Thursday is the best day. My daughter brings her son Lucien to my house for lunch, which we all enjoy together. She puts him down for a nap and then leaves for some much-needed alone time.
When Lucien, who turns two in April, wakes up, his greeting words are “Gogo (his name for me), back yard?”
Weather permitting, and sometimes when it’s not, we don our jackets and rubber boots and head to my fenced yard. Our first stop, the shed. He “helps” me undo the lock on the gray wooden structure, open its double doors and there they are: Tools. The toys of gardening.
Lucien’s small wheelbarrow, Gogo’s large blue one, perfect for transporting a toddler around the yard for a bumpity-bump survey of our works in progress. His plastic lawnmower, his trowels, Gogo’s big shovel. Gogo’s red rake, Lucien’s child-sized green one. Big green buckets, small orange ones. Clippers, the blue tarp we rake leaves onto and drag to a pile at the far end of the yard.
Way in the back, hidden by shrubs, stands the most revered object of all: the compost bin.
Lucien loves emptying the small bucket of accumulated vegetable detritus from the kitchen into the compost bin—squeezed lemons, carrot peelings, onion skins, apple cores, egg shells and more. He stares at the swarming gnats and inhales the smelly rot, naming everything he sees—enjoying its varying states of decay. “Green lemon, brown celery.”
He looks into the bin for a long, long time. Finally, I coax him away. He agrees that we can now add leaves and pine straw, covering his beloved mush. I tell him that this mix of dead vegetation will one day be beautiful soil. I open the door at the bottom of the bin, another magical portal, to show him the rich loamy dirt. We dig some into a bucket to add to the holes we’ve dug for new plants.
We dig other holes too—for no reason but the love of digging. We haul buckets of dirt and rocks and gravel around the yard with no particular plan in mind. Lucien furiously rakes “moss out of monkey grass.”
Our hands get grimy, our boots heavy with mud and gravel. When we first started working out in the yard, he would look at his dirty hands and say, “Uh, oh.” And I said, “Wipe your hands on your pants.” So now that’s a ritual “Uh-oh,” he’ll say, looking up at me with a glint and sun in his eyes, “wipe them on Lucien’s pants.” (He refers to himself in the third person these days.) And we laugh. And Gogo wipes her hands on her pants.

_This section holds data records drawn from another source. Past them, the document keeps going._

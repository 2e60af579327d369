//! Unified, language-agnostic code element model
//!
//! Every language adapter output ends up as a tree of [`CodeElement`]s rooted at a module.
//! Trees are built once by the normalizer and treated as immutable afterwards.

use serde::{Deserialize, Serialize};
use std::fmt;

/// Kind of a code element
#[derive(Debug, Clone, Copy, PartialEq, Eq, Hash, Serialize, Deserialize)]
#[serde(rename_all = "lowercase")]
pub enum ElementKind {
    Module,
    Class,
    Function,
    Method,
    Variable,
    Component,
}

impl ElementKind {
    pub fn parse(value: &str) -> Option<Self> {
        match value {
            "module" => Some(Self::Module),
            "class" => Some(Self::Class),
            "function" => Some(Self::Function),
            "method" => Some(Self::Method),
            "variable" => Some(Self::Variable),
            "component" => Some(Self::Component),
            _ => None,
        }
    }

    pub fn as_str(&self) -> &'static str {
        match self {
            Self::Module => "module",
            Self::Class => "class",
            Self::Function => "function",
            Self::Method => "method",
            Self::Variable => "variable",
            Self::Component => "component",
        }
    }

    /// Functions, methods and components are the elements that make calls
    pub fn is_callable(&self) -> bool {
        matches!(self, Self::Function | Self::Method | Self::Component)
    }
}

impl fmt::Display for ElementKind {
    fn fmt(&self, f: &mut fmt::Formatter<'_>) -> fmt::Result {
        f.write_str(self.as_str())
    }
}

/// A function/method parameter
#[derive(Debug, Clone, PartialEq, Eq, Serialize, Deserialize)]
pub struct Parameter {
    pub name: String,
    pub type_hint: Option<String>,
    pub default_value: Option<String>,
    /// `*args` / `...rest`
    #[serde(default)]
    pub is_variadic: bool,
    /// `**kwargs`
    #[serde(default)]
    pub is_keyword: bool,
}

impl Parameter {
    /// Render as it would appear in a signature
    pub fn display(&self) -> String {
        let mut text = self.name.clone();
        if let Some(hint) = &self.type_hint {
            text.push_str(": ");
            text.push_str(hint);
        }
        if self.is_variadic {
            text.insert(0, '*');
        } else if self.is_keyword {
            text.insert_str(0, "**");
        }
        text
    }
}

/// A call found in an element body, not yet resolved to a node
#[derive(Debug, Clone, PartialEq, Eq, Serialize, Deserialize)]
pub struct CallReference {
    /// Callee name (`method` in `obj.method()`)
    pub name: String,
    /// Receiver expression text (`obj` in `obj.method()`)
    pub target: Option<String>,
    /// Source text of each argument, truncated
    #[serde(default)]
    pub arguments: Vec<String>,
    #[serde(default)]
    pub line: usize,
}

impl CallReference {
    pub fn new(name: impl Into<String>, line: usize) -> Self {
        Self {
            name: name.into(),
            target: None,
            arguments: Vec::new(),
            line,
        }
    }

    pub fn with_target(mut self, target: impl Into<String>) -> Self {
        self.target = Some(target.into());
        self
    }

    pub fn with_arguments<I, S>(mut self, arguments: I) -> Self
    where
        I: IntoIterator<Item = S>,
        S: Into<String>,
    {
        self.arguments = arguments.into_iter().map(Into::into).collect();
        self
    }

    /// `target.name` or just `name`
    pub fn callee_text(&self) -> String {
        match &self.target {
            Some(target) => format!("{}.{}", target, self.name),
            None => self.name.clone(),
        }
    }
}

/// An HTTP call made by an element
#[derive(Debug, Clone, PartialEq, Eq, Serialize, Deserialize)]
pub struct ApiCallReference {
    pub method: String,
    pub path: String,
    pub client: String,
    #[serde(default)]
    pub line: usize,
    #[serde(default)]
    pub is_external: bool,
    pub matched_endpoint: Option<String>,
}

/// An import statement
#[derive(Debug, Clone, PartialEq, Eq, Serialize, Deserialize)]
pub struct Import {
    pub module: String,
    #[serde(default)]
    pub names: Vec<String>,
    pub alias: Option<String>,
    #[serde(default)]
    pub is_from: bool,
    #[serde(default)]
    pub line: usize,
}

/// Normalized unit of code structure
#[derive(Debug, Clone, PartialEq, Serialize, Deserialize)]
pub struct CodeElement {
    /// Stable id, unique within one tree
    pub id: String,
    pub kind: ElementKind,
    pub name: String,
    pub start_line: usize,
    pub end_line: usize,
    pub docstring: Option<String>,
    pub children: Vec<CodeElement>,
    pub parameters: Vec<Parameter>,
    pub return_type: Option<String>,
    pub is_async: bool,
    pub is_generator: bool,
    pub decorators: Vec<String>,
    pub base_classes: Vec<String>,
    pub calls: Vec<CallReference>,
    pub api_calls: Vec<ApiCallReference>,
    pub imports: Vec<Import>,
    pub exports: Vec<String>,
}

impl CodeElement {
    /// Pre-order traversal of this element and all descendants
    pub fn walk(&self) -> Vec<&CodeElement> {
        let mut out = Vec::new();
        let mut stack = vec![self];
        while let Some(element) = stack.pop() {
            out.push(element);
            for child in element.children.iter().rev() {
                stack.push(child);
            }
        }
        out
    }

    /// Find an element by id anywhere in the tree
    pub fn find_by_id(&self, id: &str) -> Option<&CodeElement> {
        self.walk().into_iter().find(|e| e.id == id)
    }

    /// Resolve `name` or `Outer.inner` to the first matching element in pre-order
    pub fn find_by_path(&self, dotted: &str) -> Option<&CodeElement> {
        let parts: Vec<&str> = dotted.split('.').filter(|p| !p.is_empty()).collect();
        let (first, rest) = parts.split_first()?;

        let mut current = self
            .walk()
            .into_iter()
            .skip(1)
            .find(|e| e.name == *first)?;
        for part in rest {
            current = current.children.iter().find(|c| c.name == *part)?;
        }
        Some(current)
    }

    /// Qualified display name: the id without the module prefix and disambiguation suffixes
    pub fn qualified_name(&self) -> String {
        let mut segments: Vec<&str> = self.id.split("::").collect();
        if segments.len() > 1 {
            segments.remove(0);
        }
        segments
            .iter()
            .map(|s| s.split('#').next().unwrap_or(s))
            .collect::<Vec<_>>()
            .join(".")
    }
}

#[cfg(test)]
pub(crate) mod fixtures {
    use super::*;

    pub(crate) fn element(id: &str, kind: ElementKind, name: &str, lines: (usize, usize)) -> CodeElement {
        CodeElement {
            id: id.to_string(),
            kind,
            name: name.to_string(),
            start_line: lines.0,
            end_line: lines.1,
            docstring: None,
            children: vec![],
            parameters: vec![],
            return_type: None,
            is_async: false,
            is_generator: false,
            decorators: vec![],
            base_classes: vec![],
            calls: vec![],
            api_calls: vec![],
            imports: vec![],
            exports: vec![],
        }
    }
}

Yes, these are the musings of a smitten grandmother. But I’m a grandmother whose only son died well before he reached Lucien’s age.
Out there with my little guy, as we haul and clip and toss rocks into buckets, I think back to those months, thirty-plus years ago, when my boy lay naked under lights, tubes in every orifice, a long angry slice down his chest, his faulty heart, after two surgeries, unfixable.
My heart gnashed and unfixable too.
Who knew then, in that sanitized glare of linoleum and beeping machinery, in all the pacing in the parents’ lounge, in the doctor’s kind gesture, taking my hand and saying, “We lost him,” that there could ever be other worlds, other children.
Who knew that the stench of a compost pile could offer up such blessings.
Oh Carol….what a beautiful description of mundane tasks elevated to grace-filled moments. This makes me want to head to the backyard with Liam!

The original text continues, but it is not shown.